Case Presentation A 59-year-old male presented with cough and fever of 2 weeks duration associated with fatigue, dyspnea on mild exertion, and ankle swelling. In addition, he reported drinking 1 to 2 gallons of water per day. On physical examination, blood pressure was 100/70 mm Hg with pulsus paradoxus of 15 mm Hg. Marked JVD and 1+ bilateral lower extremity edema were present. Serum [Na+] was 104 mEq/L, serum osmolality 227 mosm/kg H2O, urine osmolality 641 mosm/kg H2O, and serum creatinine 0.7 mg/dL. Pericardiocentesis was performed with removal of 1,700 cc of blood tinged pericardial fluid, resulting in improvement of hemodynamics, abrupt increase in urinary output, and increase in serum [Na+] to 131 mEq/L within 24 hours.
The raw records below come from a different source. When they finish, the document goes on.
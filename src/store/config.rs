//! Store config module.
//!
//! This module contains the representation of the store
//! configuration.

use serde::Deserialize;
use std::{env, path::PathBuf};

use super::{Error, Result};

/// Represents the store configuration.
#[derive(Debug, Clone, Eq, PartialEq, Deserialize)]
pub struct StoreConfig {
    /// Represents the root directory of the store. Shell expansions
    /// like `~` and `$HOME` are supported.
    pub root_dir: PathBuf,
    /// Represents the host identifier used in message file names.
    /// Defaults to the system host name.
    #[serde(default)]
    pub host_name: Option<String>,
    /// Represents an extra folder delimiter accepted when resolving
    /// folder names, for example `.` for `INBOX.Sent`.
    #[serde(default)]
    pub delimiter: Option<char>,
}

impl Default for StoreConfig {
    fn default() -> Self {
        Self {
            root_dir: dirs::home_dir()
                .map(|dir| dir.join("Mail"))
                .unwrap_or_else(|| PathBuf::from("Mail")),
            host_name: None,
            delimiter: None,
        }
    }
}

impl StoreConfig {
    pub fn new<P: Into<PathBuf>>(root_dir: P) -> Self {
        Self {
            root_dir: root_dir.into(),
            ..Self::default()
        }
    }

    /// Returns the expanded, absolute root directory.
    pub fn root_dir(&self) -> Result<PathBuf> {
        let root_dir = self.root_dir.to_string_lossy();
        let root_dir: PathBuf = shellexpand::full(&root_dir)
            .map_err(|err| Error::ExpandRootDirError(err, root_dir.to_string()))?
            .to_string()
            .into();

        if root_dir.is_absolute() {
            Ok(root_dir)
        } else {
            Ok(env::current_dir()
                .map_err(Error::GetCurrentDirError)?
                .join(root_dir))
        }
    }
}
//! Path naming module.
//!
//! This module contains the folder path normalization helpers and
//! the generator of unique message file names.

use chrono::Utc;
use log::{debug, trace};
use std::{
    fs, io,
    path::{Path, PathBuf},
    sync::{Mutex, PoisonError},
};

use super::{Error, Result};

/// Separator of folder path segments, on disk and in full names.
pub const SEPARATOR: char = '/';

const DEFAULT_HOST_NAME: &str = "localhost";

/// Normalizes a folder path into a full name.
///
/// Segments are split on `/`, `\` and on the optional extra
/// delimiter. Empty segments are dropped, so the result never starts
/// nor ends with the separator. Segments that would escape the store
/// or name hidden entries (`.`, `..`, `.foo`) are rejected.
pub fn normalize(path: &str, delimiter: Option<char>) -> Result<String> {
    let segments: Vec<&str> = path
        .split(|c| c == SEPARATOR || c == '\\' || Some(c) == delimiter)
        .filter(|segment| !segment.is_empty())
        .collect();

    if segments.iter().any(|segment| segment.starts_with('.')) {
        return Err(Error::InvalidFolderNameError(path.to_owned()));
    }

    Ok(segments.join(&SEPARATOR.to_string()))
}

/// Joins a child segment to a full name.
pub fn join(full_name: &str, child: &str) -> String {
    if full_name.is_empty() {
        child.to_owned()
    } else {
        format!("{}{}{}", full_name, SEPARATOR, child)
    }
}

/// Returns the full name of the parent, or `None` for the root.
pub fn parent(full_name: &str) -> Option<&str> {
    if full_name.is_empty() {
        None
    } else {
        Some(
            full_name
                .rsplit_once(SEPARATOR)
                .map(|(parent, _)| parent)
                .unwrap_or_default(),
        )
    }
}

/// Returns the last segment of a full name.
pub fn name(full_name: &str) -> &str {
    full_name
        .rsplit_once(SEPARATOR)
        .map(|(_, name)| name)
        .unwrap_or(full_name)
}

/// Builds the directory path of a full name under the given root.
pub fn to_path(root: &Path, full_name: &str) -> PathBuf {
    full_name
        .split(SEPARATOR)
        .filter(|segment| !segment.is_empty())
        .fold(root.to_owned(), |path, segment| path.join(segment))
}

/// Returns `true` if the given full name is the given ancestor or
/// one of its descendants.
pub fn is_within(full_name: &str, ancestor: &str) -> bool {
    ancestor.is_empty()
        || full_name == ancestor
        || full_name
            .strip_prefix(ancestor)
            .map(|rest| rest.starts_with(SEPARATOR))
            .unwrap_or_default()
}

/// Generator of unique message file names.
///
/// Names are made of a 12-digit, zero-padded millisecond timestamp,
/// a dot and the host name. Timestamps issued by one generator are
/// strictly increasing, and each candidate is claimed with an
/// exclusive create, so concurrent appends never share a file.
#[derive(Debug)]
pub struct PathNaming {
    host: String,
    last_timestamp: Mutex<i64>,
}

impl PathNaming {
    /// Builds a generator for the given host name, or for the system
    /// host name when none is given.
    pub fn new(host_name: Option<&str>) -> Self {
        let host = host_name
            .map(ToOwned::to_owned)
            .or_else(system_host_name)
            .filter(|host| !host.is_empty())
            .unwrap_or_else(|| DEFAULT_HOST_NAME.to_owned());

        Self {
            host: escape_host(&host),
            last_timestamp: Mutex::new(0),
        }
    }

    /// Returns the escaped host identifier used in file names.
    pub fn host(&self) -> &str {
        &self.host
    }

    fn next_timestamp(&self) -> i64 {
        let mut last = self
            .last_timestamp
            .lock()
            .unwrap_or_else(PoisonError::into_inner);
        let timestamp = Utc::now().timestamp_millis().max(*last + 1);
        *last = timestamp;
        timestamp
    }

    /// Returns the next candidate file name.
    pub fn next_filename(&self) -> String {
        format!("{:012}.{}", self.next_timestamp(), self.host)
    }

    /// Creates a new, empty message file in the given directory and
    /// returns its name, its path and the open file.
    ///
    /// Retries with a later timestamp while the candidate exists.
    pub fn create_file(&self, dir: &Path) -> Result<(String, PathBuf, fs::File)> {
        loop {
            let filename = self.next_filename();
            let path = dir.join(&filename);
            trace!("message file candidate: {:?}", path);

            if path.exists() {
                debug!("message file {:?} already exists, retrying", path);
                continue;
            }

            match fs::OpenOptions::new()
                .write(true)
                .create_new(true)
                .open(&path)
            {
                Ok(file) => return Ok((filename, path, file)),
                Err(err) if err.kind() == io::ErrorKind::AlreadyExists => {
                    debug!("message file {:?} created concurrently, retrying", path);
                }
                Err(err) => return Err(Error::CreateMessageFileError(err, dir.to_owned())),
            }
        }
    }
}

/// Escapes the characters of a host name that cannot appear in a
/// message file name.
fn escape_host(host: &str) -> String {
    host.replace('/', "\\057").replace(':', "\\072")
}

#[cfg(unix)]
fn system_host_name() -> Option<String> {
    nix::unistd::gethostname()
        .ok()
        .and_then(|host| host.into_string().ok())
}

#[cfg(not(unix))]
fn system_host_name() -> Option<String> {
    std::env::var("COMPUTERNAME").ok()
}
Subsequently, the patient's body weight decreased with complete resolution of peripheral edema and hyponatremia. Pericardial fluid studies showed no evidence of infectious, neoplastic, or rheumatologic etiologies.
Discussion Hyponatremia was attributed to impairment of urine diluting ability due to vasopressin-related and vasopressin-independent mechanisms in the presence of habitually high fluid intake. Low serum sodium concentration was not a manifestation of sodium depletion as shown by the presence of peripheral edema, which we have attributed to impairment of cardiac output due to progressive accumulation of pericardial effusion. Arterial underfilling in patients with reduced cardiac output is known to be associated with suppression of vagal inhibition of vasopressin release by carotid and aortic arch baroreceptors. Vasopressin-independent mechanisms designed to sustain glomerular filtration in the presence of reductions in renal blood flow may also have contributed to the development of hyponatremia. Removal of pericardial fluid by pericardiocentesis resulted in rapid improvement in systemic hemodynamics, thereby abolishing the nonosmotic stimulus for continued uninhibited vasopressin release and alterations in renal blood flow that were associated with vasopressin-independent mechanisms. In response to these changes, urine output increased promptly with excretion of large volumes of dilute urine and rapid correction of hyponatremia.